UDC 517.512+517.514

MATHEMATICS

O. V. BESOV

ON THE DENSITY OF FINITE FUNCTIONS AND THE EXTENSION OF CLASSES OF DIFFERENTIABLE FUNCTIONS

(Presented by Academician S. L. Sobolev on 19 IV 1965)

Let \(A\) be a domain of \(n\)-dimensional Euclidean space. Let \(E_n\) be such that from \(x \in A\) it follows that \(x+y \in A\), if \(y=(y_1,\ldots,y_n)\), \(y_i \ge 0\) \((i=1,\ldots,n)\).

We shall consider the linear manifold of locally summable functions \(f(x)\) having generalized derivatives

\[ D_i^{k_i} f(x)=\frac{\partial^{k_i}}{\partial x_i^{k_i}} f(x) \qquad (i=1,\ldots,n) \]

with finite seminorm

\[ \|f\|_{\mathcal L_{p,\theta}^{\mathbf l(\mathbf m)}(A)} = \sum_{i=1}^{n} \left\{ \int_{0}^{\infty} \|\Delta_i^{s_i}(t)D_i^{k_i}f\|_{L_p(A)}^{\theta} \frac{dt}{t^{1+\theta(l_i-k_i)}} \right\}^{1/\theta}, \tag{1} \]

where \(\mathbf l=(l_1,\ldots,l_n)\), \(\mathbf m=(m_1,\ldots,m_n)\), \(m_i=s_i+k_i>l_i>k_i\ge0\), \(1\le p\le\infty\), \(1\le\theta<\infty\),

\[ \Delta_i^{s}(t)\varphi(x) = \sum_{j=1}^{s}(-1)^{k-j}C_k^j \varphi(x_1,\ldots,x_{i-1},x_i+jt,x_{i+1},\ldots,x_n), \]

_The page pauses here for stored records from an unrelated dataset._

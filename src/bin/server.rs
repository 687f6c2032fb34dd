//! RangeKV Server Binary
//!
//! Recovers the index from the command log, then serves TCP clients.

use std::sync::Arc;

use clap::{Parser, ValueEnum};
use rangekv::network::Server;
use rangekv::{Config, Engine, LogBackend};
use tracing_subscriber::{fmt, EnvFilter};

/// RangeKV Server
#[derive(Parser, Debug)]
#[command(name = "rangekv-server")]
#[command(about = "Durable ordered key-value store")]
#[command(version)]
struct Args {
    /// Directory where durable server state is stored
    #[arg(short, long, default_value = "./rangekv_data")]
    data_dir: String,

    /// Listen address (host:port)
    #[arg(short, long, default_value = "127.0.0.1:7050")]
    listen: String,

    /// Durability backend for the command log
    #[arg(short, long, value_enum, default_value = "file")]
    backend: BackendArg,

    /// Maximum concurrent connections
    #[arg(short, long, default_value = "1024")]
    max_connections: usize,
}

#[derive(ValueEnum, Clone, Copy, Debug)]
enum BackendArg {
    /// Length-prefixed frames in a single log file
    File,
    /// Embedded database with synchronous commits
    Db,
}

impl From<BackendArg> for LogBackend {
    fn from(arg: BackendArg) -> Self {
        match arg {
            BackendArg::File => LogBackend::FramedFile,
            BackendArg::Db => LogBackend::Database,
        }
    }
}

fn main() {
    let filter = EnvFilter::try_from_default_env()
        .unwrap_or_else(|_| EnvFilter::new("info,rangekv=debug"));

    fmt()
        .with_env_filter(filter)
        .with_target(true)
        .with_thread_ids(true)
        .init();

    let args = Args::parse();

    tracing::info!("RangeKV Server v{}", rangekv::VERSION);
    tracing::info!("data directory: {}", args.data_dir);
    tracing::info!("listen address: {}", args.listen);

    let config = Config::builder()
        .data_dir(&args.data_dir)
        .backend(args.backend.into())
        .listen_addr(&args.listen)
        .max_connections(args.max_connections)
        .build();

    // Recovery runs here; a corrupt log refuses to serve
    let engine = match Engine::open(&config) {
        Ok(engine) => Arc::new(engine),
        Err(e) => {
            tracing::error!("failed to open engine: {e}");
            std::process::exit(1);
        }
    };

    tracing::info!(keys = engine.key_count(), "engine initialized");

    let mut server = Server::new(config, engine);
    if let Err(e) = server.run() {
        tracing::error!("server error: {e}");
        std::process::exit(1);
    }

    tracing::info!("server stopped");
}
//! # RangeKV
//!
//! A durable, ordered key-value store served over a small binary protocol:
//! - Ordered in-memory index with inclusive range scans
//! - Append-only command log for durability (framed file or embedded
//!   database backend), fsynced on every mutation
//! - Deterministic replay on startup rebuilds the index
//! - One exclusive lock serializes every operation
//!
//! ## Architecture Overview
//!
//! ```text
//! ┌─────────────────────────────────────────────────────────────┐
//! │                      TCP Server                             │
//! │                  (Multiple Clients)                         │
//! └─────────────────────┬───────────────────────────────────────┘
//!                       │
//! ┌─────────────────────▼───────────────────────────────────────┐
//! │                       Engine                                │
//! │               (one exclusive section)                       │
//! └─────────┬─────────────────────────────────┬─────────────────┘
//!           │ mutations: log first            │ reads
//!           ▼                                 ▼
//!    ┌─────────────┐                   ┌─────────────┐
//!    │ Command Log │  ── replay ──▶    │    Index    │
//!    │ (file | db) │                   │  (BTreeMap) │
//!    └─────────────┘                   └─────────────┘
//! ```

// =============================================================================
// Module Declarations
// =============================================================================

pub mod config;
pub mod error;

pub mod engine;
pub mod index;
pub mod log;
pub mod network;
pub mod protocol;
pub mod record;

// =============================================================================
// Public API Re-exports
// =============================================================================

pub use config::{Config, LogBackend};
pub use engine::Engine;
pub use error::{KvError, Result};
pub use record::MutationRecord;

// =============================================================================
// Version Info
// =============================================================================

/// Current version of RangeKV
pub const VERSION: &str = env!("CARGO_PKG_VERSION");
//! Tests for the command log backends
//!
//! These tests verify:
//! - Append then replay, in insertion order
//! - Continuation after reopen
//! - Trailing partial frames dropped, mid-log corruption fatal (file backend)
//! - The on-disk forms match the documented formats

use std::fs::OpenOptions;
use std::io::Write;

use rangekv::log::{DbLog, FileLog, LOG_FILE_NAME, MAX_FRAME_PAYLOAD};
use rangekv::{KvError, MutationRecord};
use tempfile::TempDir;

// =============================================================================
// Helper Functions
// =============================================================================

fn put(key: &str, value: &str) -> MutationRecord {
    MutationRecord::Put {
        key: key.to_string(),
        value: value.to_string(),
    }
}

fn swap(key: &str, value: &str) -> MutationRecord {
    MutationRecord::Swap {
        key: key.to_string(),
        value: value.to_string(),
    }
}

fn delete(key: &str) -> MutationRecord {
    MutationRecord::Delete {
        key: key.to_string(),
    }
}

fn collect_file(log: &mut FileLog) -> Vec<MutationRecord> {
    let mut records = Vec::new();
    log.replay(|r| records.push(r)).unwrap();
    records
}

fn collect_db(log: &mut DbLog) -> Vec<MutationRecord> {
    let mut records = Vec::new();
    log.replay(|r| records.push(r)).unwrap();
    records
}

// =============================================================================
// File Backend
// =============================================================================

#[test]
fn test_file_append_then_replay_in_order() {
    let dir = TempDir::new().unwrap();
    let expected = vec![put("a", "1"), swap("a", "2"), delete("a"), put("b", "9")];

    {
        let mut log = FileLog::open(dir.path()).unwrap();
        for record in &expected {
            log.append(record).unwrap();
        }
    }

    let mut log = FileLog::open(dir.path()).unwrap();
    assert_eq!(collect_file(&mut log), expected);
}

#[test]
fn test_file_replay_of_missing_log_is_empty() {
    let dir = TempDir::new().unwrap();
    let mut log = FileLog::open(dir.path()).unwrap();
    assert!(collect_file(&mut log).is_empty());
}

#[test]
fn test_file_appends_continue_after_replay() {
    let dir = TempDir::new().unwrap();

    {
        let mut log = FileLog::open(dir.path()).unwrap();
        log.append(&put("first", "1")).unwrap();
    }

    {
        let mut log = FileLog::open(dir.path()).unwrap();
        log.replay(|_| {}).unwrap();
        log.append(&put("second", "2")).unwrap();
    }

    let mut log = FileLog::open(dir.path()).unwrap();
    assert_eq!(
        collect_file(&mut log),
        vec![put("first", "1"), put("second", "2")]
    );
}

#[test]
fn test_file_trailing_partial_frame_is_dropped() {
    let dir = TempDir::new().unwrap();

    {
        let mut log = FileLog::open(dir.path()).unwrap();
        log.append(&put("x", "1")).unwrap();
    }

    // Crash mid-append: a length prefix of 10 followed by only 3 payload bytes
    {
        let mut file = OpenOptions::new()
            .append(true)
            .open(dir.path().join(LOG_FILE_NAME))
            .unwrap();
        file.write_all(&10u32.to_be_bytes()).unwrap();
        file.write_all(b"abc").unwrap();
    }

    let mut log = FileLog::open(dir.path()).unwrap();
    assert_eq!(collect_file(&mut log), vec![put("x", "1")]);

    // The partial tail is gone; the next append is recoverable
    log.append(&put("y", "2")).unwrap();
    drop(log);

    let mut log = FileLog::open(dir.path()).unwrap();
    assert_eq!(collect_file(&mut log), vec![put("x", "1"), put("y", "2")]);
}

#[test]
fn test_file_bare_partial_length_prefix_is_dropped() {
    let dir = TempDir::new().unwrap();

    {
        let mut log = FileLog::open(dir.path()).unwrap();
        log.append(&put("x", "1")).unwrap();
    }

    {
        let mut file = OpenOptions::new()
            .append(true)
            .open(dir.path().join(LOG_FILE_NAME))
            .unwrap();
        file.write_all(&[0x00, 0x00]).unwrap();
    }

    let mut log = FileLog::open(dir.path()).unwrap();
    assert_eq!(collect_file(&mut log), vec![put("x", "1")]);
}

#[test]
fn test_file_oversized_frame_aborts_replay() {
    let dir = TempDir::new().unwrap();

    {
        let mut file = OpenOptions::new()
            .create(true)
            .write(true)
            .open(dir.path().join(LOG_FILE_NAME))
            .unwrap();
        file.write_all(&(MAX_FRAME_PAYLOAD as u32 + 1).to_be_bytes())
            .unwrap();
        file.write_all(&vec![0u8; MAX_FRAME_PAYLOAD + 1]).unwrap();
    }

    let mut log = FileLog::open(dir.path()).unwrap();
    let err = log.replay(|_| {}).unwrap_err();
    assert!(matches!(err, KvError::LogCorruption(_)));
}

#[test]
fn test_file_complete_garbage_frame_aborts_replay() {
    let dir = TempDir::new().unwrap();

    {
        let mut file = OpenOptions::new()
            .create(true)
            .write(true)
            .open(dir.path().join(LOG_FILE_NAME))
            .unwrap();
        let payload = br#"{"op":"merge","key":"a"}"#;
        file.write_all(&(payload.len() as u32).to_be_bytes()).unwrap();
        file.write_all(payload).unwrap();
    }

    let mut log = FileLog::open(dir.path()).unwrap();
    let err = log.replay(|_| {}).unwrap_err();
    assert!(matches!(err, KvError::LogCorruption(_)));
}

#[test]
fn test_file_replay_reads_hand_written_frames() {
    let dir = TempDir::new().unwrap();

    // A log produced by any conforming writer: 4-byte BE length + JSON text
    {
        let mut file = OpenOptions::new()
            .create(true)
            .write(true)
            .open(dir.path().join(LOG_FILE_NAME))
            .unwrap();
        for payload in [
            br#"{"op":"put","key":"alpha","value":"1"}"#.as_slice(),
            br#"{"op":"put","key":"beta","value":"2"}"#.as_slice(),
            br#"{"op":"delete","key":"alpha"}"#.as_slice(),
        ] {
            file.write_all(&(payload.len() as u32).to_be_bytes()).unwrap();
            file.write_all(payload).unwrap();
        }
    }

    let mut log = FileLog::open(dir.path()).unwrap();
    assert_eq!(
        collect_file(&mut log),
        vec![put("alpha", "1"), put("beta", "2"), delete("alpha")]
    );
}

#[test]
fn test_file_oversized_record_is_refused_and_leaves_log_clean() {
    let dir = TempDir::new().unwrap();

    let mut log = FileLog::open(dir.path()).unwrap();
    log.append(&put("small", "v")).unwrap();

    let err = log
        .append(&put("big", &"v".repeat(2 * MAX_FRAME_PAYLOAD)))
        .unwrap_err();
    assert!(matches!(err, KvError::RecordTooLarge(_)));

    // The failed append left no partial frame behind
    drop(log);
    let mut log = FileLog::open(dir.path()).unwrap();
    assert_eq!(collect_file(&mut log), vec![put("small", "v")]);
}

// =============================================================================
// Database Backend
// =============================================================================

#[test]
fn test_db_append_then_replay_in_order() {
    let dir = TempDir::new().unwrap();
    let expected = vec![put("a", "1"), swap("a", "2"), delete("a"), put("b", "9")];

    {
        let mut log = DbLog::open(dir.path()).unwrap();
        for record in &expected {
            log.append(record).unwrap();
        }
    }

    let mut log = DbLog::open(dir.path()).unwrap();
    assert_eq!(collect_db(&mut log), expected);
}

#[test]
fn test_db_replay_of_fresh_database_is_empty() {
    let dir = TempDir::new().unwrap();
    let mut log = DbLog::open(dir.path()).unwrap();
    assert!(collect_db(&mut log).is_empty());
}

#[test]
fn test_db_appends_continue_after_reopen() {
    let dir = TempDir::new().unwrap();

    {
        let mut log = DbLog::open(dir.path()).unwrap();
        log.append(&put("first", "1")).unwrap();
        log.append(&delete("missing")).unwrap();
    }

    {
        let mut log = DbLog::open(dir.path()).unwrap();
        log.replay(|_| {}).unwrap();
        log.append(&put("second", "2")).unwrap();
    }

    let mut log = DbLog::open(dir.path()).unwrap();
    assert_eq!(
        collect_db(&mut log),
        vec![put("first", "1"), delete("missing"), put("second", "2")]
    );
}

#[test]
fn test_db_replay_visits_each_record_exactly_once() {
    let dir = TempDir::new().unwrap();

    let mut log = DbLog::open(dir.path()).unwrap();
    for i in 0..50 {
        log.append(&put(&format!("key{i:03}"), &i.to_string())).unwrap();
    }

    let records = collect_db(&mut log);
    assert_eq!(records.len(), 50);
    for (i, record) in records.iter().enumerate() {
        assert_eq!(record.key(), format!("key{i:03}"));
    }
}

// =============================================================================
// Backend Equivalence
// =============================================================================

#[test]
fn test_both_backends_replay_the_same_sequence() {
    let file_dir = TempDir::new().unwrap();
    let db_dir = TempDir::new().unwrap();

    let records = vec![
        put("k1", "v1"),
        put("k1", "v2"),
        swap("k1", "v3"),
        swap("k2", "v9"),
        delete("k1"),
        delete("missing"),
    ];

    let mut file_log = FileLog::open(file_dir.path()).unwrap();
    let mut db_log = DbLog::open(db_dir.path()).unwrap();
    for record in &records {
        file_log.append(record).unwrap();
        db_log.append(record).unwrap();
    }

    assert_eq!(collect_file(&mut file_log), records);
    assert_eq!(collect_db(&mut db_log), records);
}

\[ \|f\|_{\mathcal L_{p,\infty}^{\mathbf l(\mathbf m)}(A)} = \sum_{i=1}^{n}\operatorname*{ess\,sup}_{t>0} t^{-l_i}\|\Delta_i^{s_i}(t)D_i^{k_i}f\|_{L_p(A)}. \]

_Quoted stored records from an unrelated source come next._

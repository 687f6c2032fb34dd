//! Database-backed command log
//!
//! One embedded redb database holding a single table: a monotonically
//! increasing sequence number mapped to the bincode encoding of a stored
//! command. Every insert commits with immediate durability, which is the
//! row-level equivalent of the file backend's fsync-per-append. Replay reads
//! rows in ascending sequence order; any row that fails to decode aborts
//! recovery, since the database either committed a row whole or not at all.

use std::path::Path;

use redb::{Database, Durability, ReadableTable, TableDefinition};
use serde::{Deserialize, Serialize};

use crate::error::{KvError, Result};
use crate::record::MutationRecord;

/// Name of the database file inside the data directory
pub const DB_FILE_NAME: &str = "commands.db";

/// Sequence number → encoded stored command
const COMMAND_TABLE: TableDefinition<u64, &[u8]> = TableDefinition::new("commands");

/// On-row form of a mutation record: enumerated opcode plus string fields
///
/// Deletes store an empty value. An opcode outside the three variants fails
/// bincode decode, which aborts recovery.
#[derive(Debug, Serialize, Deserialize)]
struct StoredCommand {
    op: StoredOp,
    key: String,
    value: String,
}

#[derive(Debug, Serialize, Deserialize)]
enum StoredOp {
    Put,
    Swap,
    Delete,
}

impl From<&MutationRecord> for StoredCommand {
    fn from(record: &MutationRecord) -> Self {
        match record {
            MutationRecord::Put { key, value } => StoredCommand {
                op: StoredOp::Put,
                key: key.clone(),
                value: value.clone(),
            },
            MutationRecord::Swap { key, value } => StoredCommand {
                op: StoredOp::Swap,
                key: key.clone(),
                value: value.clone(),
            },
            MutationRecord::Delete { key } => StoredCommand {
                op: StoredOp::Delete,
                key: key.clone(),
                value: String::new(),
            },
        }
    }
}

impl From<StoredCommand> for MutationRecord {
    fn from(cmd: StoredCommand) -> Self {
        match cmd.op {
            StoredOp::Put => MutationRecord::Put {
                key: cmd.key,
                value: cmd.value,
            },
            StoredOp::Swap => MutationRecord::Swap {
                key: cmd.key,
                value: cmd.value,
            },
            StoredOp::Delete => MutationRecord::Delete { key: cmd.key },
        }
    }
}

/// redb-backed command log
#[derive(Debug)]
pub struct DbLog {
    db: Database,
    next_seq: u64,
}

impl DbLog {
    /// Open or create the database under `dir`
    pub fn open(dir: &Path) -> Result<Self> {
        std::fs::create_dir_all(dir)?;
        let path = dir.join(DB_FILE_NAME);

        let db = Database::create(&path)
            .map_err(|e| storage_err("open command database", e))?;

        // Ensure the table exists before the first read
        let txn = db
            .begin_write()
            .map_err(|e| storage_err("begin schema transaction", e))?;
        {
            let _ = txn
                .open_table(COMMAND_TABLE)
                .map_err(|e| storage_err("create command table", e))?;
        }
        txn.commit()
            .map_err(|e| storage_err("commit schema transaction", e))?;

        let next_seq = {
            let txn = db
                .begin_read()
                .map_err(|e| storage_err("begin read transaction", e))?;
            let table = txn
                .open_table(COMMAND_TABLE)
                .map_err(|e| storage_err("open command table", e))?;
            let last = table
                .last()
                .map_err(|e| storage_err("read last sequence", e))?
                .map(|(seq, _)| seq.value() + 1)
                .unwrap_or(1);
            last
        };

        Ok(DbLog { db, next_seq })
    }

    /// Insert one record as the next row, committing synchronously
    pub fn append(&mut self, record: &MutationRecord) -> Result<()> {
        let payload = bincode::serialize(&StoredCommand::from(record))
            .map_err(|e| KvError::Serialization(format!("encode record: {e}")))?;

        let mut txn = self
            .db
            .begin_write()
            .map_err(|e| storage_err("begin append transaction", e))?;
        txn.set_durability(Durability::Immediate);
        {
            let mut table = txn
                .open_table(COMMAND_TABLE)
                .map_err(|e| storage_err("open command table", e))?;
            table
                .insert(self.next_seq, payload.as_slice())
                .map_err(|e| storage_err("insert command row", e))?;
        }
        txn.commit()
            .map_err(|e| storage_err("commit command row", e))?;

        self.next_seq += 1;
        Ok(())
    }

    /// Replay every row in ascending sequence order through `visit`
    pub fn replay<F>(&mut self, mut visit: F) -> Result<u64>
    where
        F: FnMut(MutationRecord),
    {
        let txn = self
            .db
            .begin_read()
            .map_err(|e| storage_err("begin replay transaction", e))?;
        let table = txn
            .open_table(COMMAND_TABLE)
            .map_err(|e| storage_err("open command table", e))?;

        let mut recovered = 0u64;
        let rows = table
            .range::<u64>(..)
            .map_err(|e| storage_err("scan command rows", e))?;
        for row in rows {
            let (seq, payload) = row.map_err(|e| storage_err("read command row", e))?;
            let cmd: StoredCommand = bincode::deserialize(payload.value()).map_err(|e| {
                KvError::LogCorruption(format!("bad payload at seq {}: {e}", seq.value()))
            })?;
            visit(cmd.into());
            recovered += 1;
        }

        Ok(recovered)
    }
}

fn storage_err(context: &str, err: impl std::fmt::Display) -> KvError {
    KvError::Storage(format!("{context}: {err}"))
}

Declaring functions \(f(x)\) and \(g(x)\) equivalent if almost everywhere
\(f(x)-g(x)=P_m(x)\), where \(P_m(x)\) is a polynomial of degrees
\(m_1-1,\ldots,m_n-1\), we obtain the linear normed space
\(\mathcal L_{p,\theta}^{\mathbf l(\mathbf m)}(\dot A)\) with norm (1), which is the quotient space by the space of polynomials \(P_m(x)\).

We give a representation of functions from \(\mathcal L_{p,\theta}^{\mathbf l(\mathbf m)}(A)\).

Let \(\xi(z)\in C^\infty(E_1)\), \(\xi(z)=0\) for \(x\le0\) and \(x\ge1\),

\[ \int_{0}^{\infty}\xi(z)\,dz=1, \]

\[ \omega_m(z)=\sum_{k=1}^{m}(-1)^{k+1}C_m^k\frac{1}{k}\xi\!\left(\frac{z}{k}\right). \]

Hence

\[ \int_{0}^{\infty}\omega_m(z)\varphi(x+hz)\,dz-\varphi(x) = (-1)^{m+1}\int_{0}^{\infty}\xi(z)\Delta^m(hz)\varphi(x)\,dz. \]

Put, for \(h_j>0\) \((j=1,\ldots,n)\),

\[ f_{h_1,\ldots,h_n}(x) = \int_{0}^{\infty}\cdots\int_{0}^{\infty} \prod_{j=1}^{n}\frac{1}{h_j}\omega_{m_j}\!\left(\frac{z_j}{h_j}\right) f(x+z)\,dz, \]

\[ \widetilde f_{h_1,\ldots,h_n}(x) = \int_{0}^{\infty}\cdots\int_{0}^{\infty} \prod_{j=1}^{n} \frac{1}{h_j^2} \omega_{m_j}\!\left(\frac{z_j}{h_j}\right) \omega_{m_j}\!\left(\frac{y_j}{h_j}\right) f(x+z+y)\,dz\,dy, \tag{2} \]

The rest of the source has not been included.